* Collected data entries *
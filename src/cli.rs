use clap::{Parser, Subcommand};

use std::path::PathBuf;

use crate::consts::*;
use crate::models::ModelFilter;

#[derive(Parser, Debug)]
#[command(version, about, long_about = None)]
pub struct Args {
    #[command(subcommand)]
    pub command: SubArgs,
}

#[derive(Debug, Subcommand)]
pub enum SubArgs {
    /// Run the assembly pipeline over every qualifying read folder
    #[command(name = "run")]
    Run {
        #[command(flatten)]
        args: RunArgs,
    },
    /// Show discovered conda environments and the resolved tool table
    #[command(name = "envs")]
    Envs,
    /// List installed medaka models, optionally filtered by attribute
    #[command(name = "models")]
    Models {
        #[command(flatten)]
        args: ModelArgs,
    },
}

/// Run the pipeline from start to finish
///
/// # Example
///
/// ```bash,no_run
/// nanoamp run -c config.toml
/// ```
#[derive(Debug, Parser)]
pub struct RunArgs {
    #[arg(
        short = 'c',
        long = "config",
        help = "Path to the configuration file",
        value_name = "CONFIG",
        default_value = "config.toml"
    )]
    pub config: PathBuf,
}

/// Filter criteria for medaka model listing; unset flags are wildcards.
/// Both the compact tokens (`r941`, `min`, `g507`) and the human labels
/// (`R9.4.1`, `MinION`, `Guppy 5.0.7`) are accepted.
#[derive(Debug, Parser, Clone, Default)]
pub struct ModelArgs {
    #[arg(long = "pore", help = "Pore/flow-cell type", value_name = "PORE")]
    pub pore: Option<String>,

    #[arg(long = "device", help = "Device class", value_name = "DEVICE")]
    pub device: Option<String>,

    #[arg(long = "guppy", help = "Basecaller version", value_name = "GUPPY")]
    pub guppy: Option<String>,

    #[arg(long = "variant", help = "Training variant", value_name = "VARIANT")]
    pub variant: Option<String>,
}

impl ModelArgs {
    /// Convert CLI selections into decode-attribute criteria, mapping human
    /// labels to their compact tokens and treating the `--` sentinel as
    /// no selection.
    pub fn to_filter(&self) -> ModelFilter {
        ModelFilter {
            pore: normalize(&self.pore, PORE_LABELS),
            device: normalize(&self.device, DEVICE_LABELS),
            basecaller: normalize(&self.guppy, GUPPY_LABELS),
            variant: normalize(&self.variant, &[]),
        }
    }
}

fn normalize(value: &Option<String>, labels: &[(&str, &str)]) -> Option<String> {
    let value = value.as_deref()?;
    if value.is_empty() || value == NO_SELECTION {
        return None;
    }

    Some(
        labels
            .iter()
            .find(|(label, _)| *label == value)
            .map(|(_, token)| token.to_string())
            .unwrap_or_else(|| value.to_string()),
    )
}
//! Conda environment discovery and tool resolution.
//!
//! Several environments may each carry a different, possibly stale, install
//! of the same required tool. Resolution folds every environment's package
//! listing into a single authoritative (prefix, version) pick per tool,
//! preferring the newest version unless a privileged `nanoamp_` environment
//! claims the tool, in which case it wins unconditionally.

use log::warn;
use semver::Version;

use std::collections::HashMap;
use std::path::{Path, PathBuf};
use std::process::Command;

use crate::consts::*;
use crate::error::Error;

/// Read access to the external environment manager.
///
/// Both operations are opaque blocking calls; a non-zero exit from the
/// underlying manager must surface as `Error::EnvManager` with the raw
/// stderr attached.
pub trait EnvironmentManager {
    /// List installed environments as (name, prefix) pairs. Anonymous
    /// environments are reported with an empty name.
    fn list_envs(&self) -> Result<Vec<(String, PathBuf)>, Error>;

    /// List (package, version) pairs installed in one environment.
    fn list_packages(&self, env: &str) -> Result<Vec<(String, String)>, Error>;
}

/// Production manager backed by the `conda` CLI.
#[derive(Debug, Clone, Copy, Default)]
pub struct CondaCli;

impl CondaCli {
    fn run(&self, args: &[&str]) -> Result<String, Error> {
        let output = Command::new("conda").args(args).output()?;

        if !output.status.success() {
            return Err(Error::EnvManager {
                status: output.status.code().unwrap_or(-1),
                stderr: String::from_utf8_lossy(&output.stderr).into_owned(),
            });
        }

        Ok(String::from_utf8_lossy(&output.stdout).into_owned())
    }
}

impl EnvironmentManager for CondaCli {
    /// Parse `conda env list`: two header lines, a trailing blank line,
    /// then one env per line. Rows with a single column are anonymous
    /// prefixes without a name.
    fn list_envs(&self) -> Result<Vec<(String, PathBuf)>, Error> {
        let stdout = self.run(&["env", "list"])?;
        let lines: Vec<&str> = stdout.lines().collect();
        let body = if lines.len() > 3 { &lines[2..lines.len() - 1] } else { &[] };

        Ok(body
            .iter()
            .filter_map(|line| {
                let fields: Vec<&str> = line.split_whitespace().collect();
                let prefix = PathBuf::from(*fields.last()?);
                let name = if fields.len() > 1 { fields[0].to_string() } else { String::new() };
                Some((name, prefix))
            })
            .collect())
    }

    /// Parse `conda list -n <env>`: three header lines, then
    /// `name version build channel` rows.
    fn list_packages(&self, env: &str) -> Result<Vec<(String, String)>, Error> {
        let stdout = self.run(&["list", "-n", env])?;

        Ok(stdout
            .lines()
            .skip(3)
            .filter_map(|line| {
                let mut fields = line.split_whitespace();
                Some((fields.next()?.to_string(), fields.next()?.to_string()))
            })
            .collect())
    }
}

/// One authoritative tool install.
#[derive(Debug, Clone, PartialEq, Eq)]
pub struct ToolInstall {
    pub prefix: PathBuf,
    pub version: String,
}

/// Result of folding all environments through the resolution rule.
///
/// # Fields
///
/// * `envs` - Per-environment report: each environment contributing at
///   least one required tool, with the tools it carries, in enumeration order.
/// * `tools` - Resolved tool table, at most one entry per required tool.
#[derive(Debug, Clone, Default)]
pub struct CondaSetup {
    pub envs: Vec<(String, Vec<String>)>,
    pub tools: HashMap<String, ToolInstall>,
}

impl CondaSetup {
    /// Required tools with no resolved install; non-empty means the
    /// preflight check must fail.
    pub fn missing_tools(&self) -> Vec<String> {
        REQUIRED_TOOLS
            .iter()
            .filter(|tool| !self.tools.contains_key(**tool))
            .map(|tool| tool.to_string())
            .collect()
    }
}

/// Resolve one authoritative (prefix, version) pick per required tool.
///
/// The pick for a tool is overwritten when there is no pick yet, when the
/// candidate version is strictly newer (semantic-version order, equal
/// versions keep the first environment encountered), or unconditionally
/// when the environment name carries the privileged `nanoamp_` prefix.
///
/// # Arguments
///
/// * `manager` - The environment manager to query.
///
/// # Returns
///
/// A Result containing the per-environment report and resolved tool table,
/// or the manager's failure.
pub fn resolve(manager: &impl EnvironmentManager) -> Result<CondaSetup, Error> {
    let mut setup = CondaSetup::default();

    for (env_name, prefix) in manager.list_envs()? {
        if env_name.is_empty() {
            continue;
        }

        let privileged = env_name.starts_with(PRIVILEGED_ENV_PREFIX);
        let mut contributed = Vec::new();

        for (package, version) in manager.list_packages(&env_name)? {
            if !REQUIRED_TOOLS.contains(&package.as_str()) {
                continue;
            }
            contributed.push(package.clone());

            let overwrite = match setup.tools.get(&package) {
                None => true,
                Some(current) => {
                    privileged || parse_version(&version) > parse_version(&current.version)
                }
            };

            if overwrite {
                setup.tools.insert(
                    package,
                    ToolInstall { prefix: prefix.clone(), version },
                );
            }
        }

        if !contributed.is_empty() {
            setup.envs.push((env_name, contributed));
        }
    }

    Ok(setup)
}

/// Parse a conda version string leniently into a semver Version.
///
/// Conda packages are not strict semver (`2.24`, `1.6.1rc1`); missing
/// components are padded with zeros and trailing non-numeric text is cut
/// at the first offending character. Unparseable strings sort lowest.
fn parse_version(version: &str) -> Version {
    if let Ok(parsed) = Version::parse(version) {
        return parsed;
    }

    let numeric: String = version
        .chars()
        .take_while(|c| c.is_ascii_digit() || *c == '.')
        .collect();

    let mut parts = numeric
        .split('.')
        .map(|part| part.parse::<u64>().unwrap_or(0));

    Version::new(
        parts.next().unwrap_or(0),
        parts.next().unwrap_or(0),
        parts.next().unwrap_or(0),
    )
}

/// Immutable snapshot of resolved tool bin directories, threaded through
/// the run loop into step execution.
#[derive(Debug, Clone, Default)]
pub struct ToolSet {
    bins: HashMap<String, PathBuf>,
}

impl ToolSet {
    /// Build the snapshot from a resolved setup; each tool maps to the
    /// `bin` directory under its environment prefix.
    pub fn from_setup(setup: &CondaSetup) -> Self {
        Self {
            bins: setup
                .tools
                .iter()
                .map(|(tool, install)| (tool.clone(), install.prefix.join("bin")))
                .collect(),
        }
    }

    pub fn bin_dir(&self, tool: &str) -> Option<&Path> {
        self.bins.get(tool).map(PathBuf::as_path)
    }

    /// Build a Command for `binary` with `tool`'s resolved bin directory
    /// prepended to PATH.
    pub fn command(&self, tool: &str, binary: &str) -> Result<Command, Error> {
        let bin = self
            .bin_dir(tool)
            .ok_or_else(|| Error::MissingTools(vec![tool.to_string()]))?;

        let path = std::env::var("PATH").unwrap_or_default();
        if path.is_empty() {
            warn!("WARN: PATH is empty, relying on resolved prefixes only");
        }

        let mut cmd = Command::new(binary);
        cmd.env("PATH", format!("{}:{}", bin.display(), path));

        Ok(cmd)
    }
}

* Exercise details *
All that is wanted is the stretch of lines above from the one containing "without a name." through the one containing "#[derive(Debug, Clone, PartialEq, Eq)]", duplicated exactly.

* Answer to this exercise *
    /// prefixes without a name.
    fn list_envs(&self) -> Result<Vec<(String, PathBuf)>, Error> {
        let stdout = self.run(&["env", "list"])?;
        let lines: Vec<&str> = stdout.lines().collect();
        let body = if lines.len() > 3 { &lines[2..lines.len() - 1] } else { &[] };

        Ok(body
            .iter()
            .filter_map(|line| {
                let fields: Vec<&str> = line.split_whitespace().collect();
                let prefix = PathBuf::from(*fields.last()?);
                let name = if fields.len() > 1 { fields[0].to_string() } else { String::new() };
                Some((name, prefix))
            })
            .collect())
    }

    /// Parse `conda list -n <env>`: three header lines, then
    /// `name version build channel` rows.
    fn list_packages(&self, env: &str) -> Result<Vec<(String, String)>, Error> {
        let stdout = self.run(&["list", "-n", env])?;

        Ok(stdout
            .lines()
            .skip(3)
            .filter_map(|line| {
                let mut fields = line.split_whitespace();
                Some((fields.next()?.to_string(), fields.next()?.to_string()))
            })
            .collect())
    }
}

/// One authoritative tool install.
#[derive(Debug, Clone, PartialEq, Eq)]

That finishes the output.